Les versions écrite et prononcée oralement du discours font foi. L’orateur se réserve le droit de s’écarter fortement du manuscrit.
Monsieur le Président,
Monsieur le Président de la Confédération Guy Parmelin,
Chers Mandataires politiques, Chers Membres et Amis de l’UDC,
Chers Compatriotes,
Mesdames et Messieurs,
Malheureusement nous ne pouvons pas vous saluer cette année dans la salle comble de l’Albisgüetli. Il est cependant hors de question de renoncer à la manifestation la plus importante de l’année politique suisse, donc au traditionnel Congrès de l’Albisgüetli.
Des annulations de ce genre résultent trop souvent d’un souci excessif du confort, voire de la paresse.
Celles et ceux qui abandonnent le travail politique cèdent la place aux forces politiques qui profitent de la pandémie pour obtenir plus de pouvoir, pour renforcer leurs moyens de commandement et pour prendre plus d’argent aux citoyens.
L’Union démocratique du centre, l’UDC, est le parti du peuple laborieux.
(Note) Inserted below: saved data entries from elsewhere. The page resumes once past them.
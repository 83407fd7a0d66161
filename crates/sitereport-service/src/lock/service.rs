//! Lock coordination service.
//!
//! Validates caller permissions against the RBAC checker before any
//! registry mutation, and shapes returned locks into views carrying the
//! derived remaining-time fields.

use std::sync::Arc;

use chrono::{Duration, Utc};
use serde::{Deserialize, Serialize};
use tracing::info;
use uuid::Uuid;

use sitereport_auth::rbac::checker::PermissionChecker;
use sitereport_core::config::lock::LockConfig;
use sitereport_core::error::AppError;
use sitereport_core::result::AppResult;
use sitereport_entity::lock::model::format_remaining;
use sitereport_entity::lock::{LockFilter, PageLock};
use sitereport_entity::permission::Permission;
use sitereport_entity::user::UserPermissions;
use sitereport_registry::lock::registry::{AcquireRequest, LockRegistry};
use sitereport_registry::user::directory::UserDirectory;

/// Request to acquire a page lock.
#[derive(Debug, Clone, Serialize, Deserialize)]
pub struct AcquireLockRequest {
    /// The page to lock.
    pub page_id: Uuid,
    /// The report the page belongs to.
    pub report_id: Uuid,
    /// The requesting user.
    pub user_id: Uuid,
    /// Display name; the directory record's name is used when absent.
    pub user_name: Option<String>,
    /// Optional free-text reason.
    pub reason: Option<String>,
}

/// A lock together with its derived lease fields, as returned to clients.
#[derive(Debug, Clone, Serialize, Deserialize)]
pub struct LockView {
    /// The lock record.
    #[serde(flatten)]
    pub lock: PageLock,
    /// Seconds left on the lease, floored at zero.
    pub remaining_seconds: i64,
    /// Human-readable remaining time ("Nm Ss" or "Ss").
    pub remaining: String,
    /// Whether the lease is live but inside the warning threshold.
    pub is_expiring_soon: bool,
}

/// Coordinates page-lock operations.
#[derive(Clone)]
pub struct LockService {
    /// User directory for caller resolution.
    directory: Arc<UserDirectory>,
    /// RBAC evaluator.
    checker: Arc<PermissionChecker>,
    /// The lock store.
    registry: Arc<dyn LockRegistry>,
    /// Lease settings (for the expiring-soon threshold).
    config: LockConfig,
}

impl LockService {
    /// Creates a new lock service.
    pub fn new(
        directory: Arc<UserDirectory>,
        checker: Arc<PermissionChecker>,
        registry: Arc<dyn LockRegistry>,
        config: LockConfig,
    ) -> Self {
        Self {
            directory,
            checker,
            registry,
            config,
        }
    }

    /// Resolves the caller, keeping "user not found" distinct from
    /// "permission denied".
    async fn resolve_user(&self, user_id: Uuid) -> AppResult<UserPermissions> {
        self.directory
            .find(user_id)
            .await
            .ok_or_else(|| AppError::not_found("User not found"))
    }

    fn view(&self, lock: PageLock) -> LockView {
        let now = Utc::now();
        let remaining = lock.remaining(now);
        let threshold = Duration::minutes(self.config.expiring_soon_minutes);
        LockView {
            remaining_seconds: remaining.num_seconds(),
            remaining: format_remaining(remaining),
            is_expiring_soon: lock.is_expiring_soon(now, threshold),
            lock,
        }
    }

    /// Acquire a lock on a page. Requires `LockPages`.
    pub async fn acquire(&self, request: AcquireLockRequest) -> AppResult<LockView> {
        let user = self.resolve_user(request.user_id).await?;

        if !self.checker.can_lock_page(&user) {
            return Err(AppError::forbidden(
                "You do not have permission to lock pages",
            ));
        }

        let user_name = request.user_name.unwrap_or_else(|| user.user_name.clone());
        let lock = self
            .registry
            .acquire(AcquireRequest {
                page_id: request.page_id,
                report_id: request.report_id,
                user_id: request.user_id,
                user_name,
                reason: request.reason,
            })
            .await?;

        Ok(self.view(lock))
    }

    /// Extend a lease. The caller must be the holder or hold privileged
    /// unlock rights.
    pub async fn extend(
        &self,
        lock_id: Uuid,
        user_id: Uuid,
        additional_minutes: Option<i64>,
    ) -> AppResult<LockView> {
        let user = self.resolve_user(user_id).await?;
        let lock = self.registry.get(lock_id).await?;

        if lock.user_id != user.user_id && !self.checker.can_unlock_page(&user, Some(lock.user_id))
        {
            return Err(AppError::forbidden(
                "Only the lock holder or a manager may extend this lock",
            ));
        }

        let lock = self.registry.extend(lock_id, additional_minutes).await?;
        Ok(self.view(lock))
    }

    /// Release a lock. The caller must be the holder or hold privileged
    /// unlock rights.
    pub async fn release(&self, lock_id: Uuid, user_id: Uuid) -> AppResult<()> {
        let user = self.resolve_user(user_id).await?;
        let lock = self.registry.get(lock_id).await?;

        if lock.user_id != user.user_id && !self.checker.can_unlock_page(&user, Some(lock.user_id))
        {
            return Err(AppError::forbidden(
                "Only the lock holder or a manager may release this lock",
            ));
        }

        self.registry.release(lock_id).await?;
        info!(lock_id = %lock_id, user_id = %user_id, "Lock released by coordinator");
        Ok(())
    }

    /// Force-release a lock regardless of who holds it.
    ///
    /// No ownership bypass: this path is for admins and managers only.
    pub async fn force_unlock(&self, lock_id: Uuid, user_id: Uuid) -> AppResult<()> {
        let user = self.resolve_user(user_id).await?;

        if !self.checker.can_unlock_page(&user, None) {
            return Err(AppError::forbidden(
                "You do not have permission to force-unlock pages",
            ));
        }

        let lock = self.registry.release(lock_id).await?;
        info!(
            lock_id = %lock_id,
            holder_id = %lock.user_id,
            forced_by = %user_id,
            "Lock force-released"
        );
        Ok(())
    }

    /// List live locks matching the filter, with derived lease fields.
    pub async fn list(&self, filter: LockFilter) -> AppResult<Vec<LockView>> {
        let locks = self.registry.list(filter).await?;
        Ok(locks.into_iter().map(|lock| self.view(lock)).collect())
    }
}

#[cfg(test)]
mod tests {
    use super::*;
    use sitereport_auth::rbac::policies::RolePermissions;
    use sitereport_entity::user::Role;
    use sitereport_registry::lock::memory::MemoryLockRegistry;
    use std::collections::HashSet;

    struct Fixture {
        service: LockService,
        directory: Arc<UserDirectory>,
    }

    async fn fixture() -> Fixture {
        let directory = Arc::new(UserDirectory::new());
        let service = LockService::new(
            Arc::clone(&directory),
            Arc::new(PermissionChecker::new()),
            Arc::new(MemoryLockRegistry::new(LockConfig::default())),
            LockConfig::default(),
        );
        Fixture { service, directory }
    }

    async fn seed_user(directory: &UserDirectory, role: Role) -> Uuid {
        let now = Utc::now();
        let user_id = Uuid::new_v4();
        directory
            .upsert(UserPermissions {
                user_id,
                user_name: format!("{role}-{user_id}"),
                role,
                permissions: RolePermissions::new().permissions_for_role(&role),
                project_ids: HashSet::new(),
                construction_ids: HashSet::new(),
                created_at: now,
                updated_at: now,
            })
            .await
            .unwrap();
        user_id
    }

    fn acquire_request(page_id: Uuid, user_id: Uuid) -> AcquireLockRequest {
        AcquireLockRequest {
            page_id,
            report_id: Uuid::new_v4(),
            user_id,
            user_name: None,
            reason: None,
        }
    }

    #[tokio::test]
    async fn test_unknown_user_is_not_found_not_forbidden() {
        let f = fixture().await;
        let err = f
            .service
            .acquire(acquire_request(Uuid::new_v4(), Uuid::new_v4()))
            .await
            .unwrap_err();
        assert_eq!(err.kind, sitereport_core::error::ErrorKind::NotFound);
    }

    #[tokio::test]
    async fn test_viewer_cannot_acquire() {
        let f = fixture().await;
        let viewer = seed_user(&f.directory, Role::Viewer).await;
        let err = f
            .service
            .acquire(acquire_request(Uuid::new_v4(), viewer))
            .await
            .unwrap_err();
        assert_eq!(err.kind, sitereport_core::error::ErrorKind::Forbidden);
    }

    #[tokio::test]
    async fn test_engineer_acquires_with_thirty_minute_lease() {
        let f = fixture().await;
        let engineer = seed_user(&f.directory, Role::Engineer).await;
        let view = f
            .service
            .acquire(acquire_request(Uuid::new_v4(), engineer))
            .await
            .unwrap();
        assert!(view.remaining_seconds > 29 * 60);
        assert!(view.remaining_seconds <= 30 * 60);
        assert!(!view.is_expiring_soon);
    }

    #[tokio::test]
    async fn test_conflict_reports_holder_remaining_time() {
        let f = fixture().await;
        let a = seed_user(&f.directory, Role::Engineer).await;
        let b = seed_user(&f.directory, Role::Engineer).await;
        let page = Uuid::new_v4();

        f.service.acquire(acquire_request(page, a)).await.unwrap();
        let err = f
            .service
            .acquire(acquire_request(page, b))
            .await
            .unwrap_err();
        assert_eq!(err.kind, sitereport_core::error::ErrorKind::Conflict);
        assert!(err.details.unwrap()["remaining_seconds"].as_i64().unwrap() > 0);
    }

    #[tokio::test]
    async fn test_release_then_other_user_acquires() {
        let f = fixture().await;
        let a = seed_user(&f.directory, Role::Engineer).await;
        let b = seed_user(&f.directory, Role::Engineer).await;
        let page = Uuid::new_v4();

        let view = f.service.acquire(acquire_request(page, a)).await.unwrap();
        f.service.release(view.lock.id, a).await.unwrap();
        assert!(f.service.acquire(acquire_request(page, b)).await.is_ok());
    }

    #[tokio::test]
    async fn test_engineer_cannot_release_others_lock() {
        let f = fixture().await;
        let a = seed_user(&f.directory, Role::Engineer).await;
        let b = seed_user(&f.directory, Role::Engineer).await;

        let view = f
            .service
            .acquire(acquire_request(Uuid::new_v4(), a))
            .await
            .unwrap();
        let err = f.service.release(view.lock.id, b).await.unwrap_err();
        assert_eq!(err.kind, sitereport_core::error::ErrorKind::Forbidden);
    }

    #[tokio::test]
    async fn test_force_unlock_matrix() {
        let f = fixture().await;
        let engineer = seed_user(&f.directory, Role::Engineer).await;
        let manager = seed_user(&f.directory, Role::Manager).await;
        let viewer = seed_user(&f.directory, Role::Viewer).await;

        let view = f
            .service
            .acquire(acquire_request(Uuid::new_v4(), engineer))
            .await
            .unwrap();

        // A viewer cannot force-unlock, regardless of anything.
        let err = f.service.force_unlock(view.lock.id, viewer).await.unwrap_err();
        assert_eq!(err.kind, sitereport_core::error::ErrorKind::Forbidden);

        // The holder cannot use the force path either — it has no
        // ownership bypass.
        let err = f
            .service
            .force_unlock(view.lock.id, engineer)
            .await
            .unwrap_err();
        assert_eq!(err.kind, sitereport_core::error::ErrorKind::Forbidden);

        // A manager can, without holding the lock.
        f.service.force_unlock(view.lock.id, manager).await.unwrap();
    }

    #[tokio::test]
    async fn test_manager_extends_someone_elses_lock() {
        let f = fixture().await;
        let engineer = seed_user(&f.directory, Role::Engineer).await;
        let manager = seed_user(&f.directory, Role::Manager).await;

        let view = f
            .service
            .acquire(acquire_request(Uuid::new_v4(), engineer))
            .await
            .unwrap();
        let extended = f
            .service
            .extend(view.lock.id, manager, Some(15))
            .await
            .unwrap();
        assert_eq!(
            extended.lock.expires_at,
            view.lock.expires_at + Duration::minutes(15)
        );
    }
}
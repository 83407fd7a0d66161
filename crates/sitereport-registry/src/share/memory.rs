//! In-memory share registry using a Tokio mutex for single-node deployments.

use std::collections::HashMap;
use std::sync::Arc;

use async_trait::async_trait;
use chrono::Utc;
use tokio::sync::Mutex;
use tracing::info;
use uuid::Uuid;

use sitereport_core::error::AppError;
use sitereport_core::result::AppResult;
use sitereport_entity::share::ShareSettings;

use super::registry::ShareRegistry;

/// In-memory share registry guarded by a Tokio mutex.
#[derive(Debug, Clone, Default)]
pub struct MemoryShareRegistry {
    /// Share id → record.
    shares: Arc<Mutex<HashMap<Uuid, ShareSettings>>>,
}

impl MemoryShareRegistry {
    /// Creates an empty share registry.
    pub fn new() -> Self {
        Self::default()
    }
}

#[async_trait]
impl ShareRegistry for MemoryShareRegistry {
    async fn insert(&self, share: ShareSettings) -> AppResult<ShareSettings> {
        let mut shares = self.shares.lock().await;
        info!(
            share_id = %share.id,
            report_id = %share.report_id,
            shared_by = %share.shared_by,
            is_public = share.is_public,
            "Share created"
        );
        shares.insert(share.id, share.clone());
        Ok(share)
    }

    async fn get(&self, share_id: Uuid) -> AppResult<ShareSettings> {
        let mut shares = self.shares.lock().await;
        let now = Utc::now();

        let share = shares
            .get(&share_id)
            .ok_or_else(|| AppError::not_found("Share not found"))?;

        if share.is_expired(now) {
            shares.remove(&share_id);
            return Err(AppError::expired("Share has expired"));
        }

        Ok(share.clone())
    }

    async fn find_by_token(&self, token: &str) -> AppResult<ShareSettings> {
        let mut shares = self.shares.lock().await;
        let now = Utc::now();

        let matched = shares
            .values()
            .find(|share| share.is_public && share.share_token.as_deref() == Some(token))
            .cloned();

        let share = matched.ok_or_else(|| AppError::not_found("Invalid share link"))?;

        if share.is_expired(now) {
            shares.remove(&share.id);
            return Err(AppError::expired("Share link has expired"));
        }

        Ok(share)
    }

    async fn list_for_report(&self, report_id: Uuid) -> AppResult<Vec<ShareSettings>> {
        let mut shares = self.shares.lock().await;
        let now = Utc::now();

        let dead: Vec<Uuid> = shares
            .iter()
            .filter(|(_, share)| share.is_expired(now))
            .map(|(id, _)| *id)
            .collect();
        for id in &dead {
            shares.remove(id);
        }
        if !dead.is_empty() {
            info!(evicted = dead.len(), "Evicted expired shares");
        }

        let mut live: Vec<ShareSettings> = shares
            .values()
            .filter(|share| share.report_id == report_id)
            .cloned()
            .collect();
        live.sort_by_key(|share| share.created_at);

        Ok(live)
    }

    async fn update(&self, share: ShareSettings) -> AppResult<ShareSettings> {
        let mut shares = self.shares.lock().await;

        if !shares.contains_key(&share.id) {
            return Err(AppError::not_found("Share not found"));
        }

        info!(share_id = %share.id, "Share updated");
        shares.insert(share.id, share.clone());
        Ok(share)
    }

    async fn remove(&self, share_id: Uuid) -> AppResult<()> {
        let mut shares = self.shares.lock().await;

        shares
            .remove(&share_id)
            .ok_or_else(|| AppError::not_found("Share not found"))?;

        info!(share_id = %share_id, "Share deleted");
        Ok(())
    }
}
//! # sitereport-api
//!
//! HTTP API layer for SiteReport built on Axum.
//!
//! Provides the REST endpoints for page locks, report shares, and user
//! permission management, plus middleware (CORS, logging), DTOs, and
//! error mapping.

pub mod dto;
pub mod error;
pub mod handlers;
pub mod middleware;
pub mod router;
pub mod state;

pub use router::build_router;
pub use state::AppState;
Plus que jamais en cette époque marquée par la pandémie notre pays a besoin de l’UDC.
Le principe est donc le même chaque année: dans le cadre son Congrès de l’Albisgüetli, le parti parle clair et prend position pour notre pays. Et comme le veut aussi la tradition, le président de la Confédération y prend la parole. Nous saluons donc cordialement Guy Parmelin, président de la Confédération.
L’UDC est un pilier de l’Etat. Elle respecte infiniment les institutions démocratiques et libérales de la Suisse.
Mais aujourd’hui – et surtout en cette époque de pandémie – ces institutions honorables sont écartées. Les autorités exigent de la population une confiance quasi illimitée, voire aveugle.
Mesdames et Messieurs, confiance dans les institutions, oui, mais non pas confiance aveugle dans les personnes qui régissent ces institutions. Et encore moins dans des personnes qui ne remplissent pas leur mandat.
En pareil cas, la critique et la résistance sont un devoir civique suprême.
Quelle confiance et quel respect mérite donc une autorité qui, comme le département de la santé publique du conseiller fédéral Alain Berset, a osé qualifier d’inutile, voire de nocif [1] le port du masque respiratoire pour ensuite, quelques mois plus tard, faire poursuivre par la police les personnes qui ne portent pas le masque? L’absurdité portée à son comble!
Et pourquoi ces aberrations? Parce que, malgré son prix énorme, notre système de santé publique n’était absolument pas préparé à la pandémie, mais que ses responsables refusaient de l’admettre, car ni des masques et des vêtements de protection, ni des appareils respiratoires n’étaient disponibles en nombre suffisant. Si bien que notre système de santé publique, prétendument le meilleur du monde, mais en tout cas le plus cher du monde, a rapidement atteint ses limites devant la dure réalité.
Accepter sans réagir pareilles énormités, c’est manquer de respect pour les institutions. Garder le silence devant ces dysfonctionnements, c’est nuire à la démocratie et au pays.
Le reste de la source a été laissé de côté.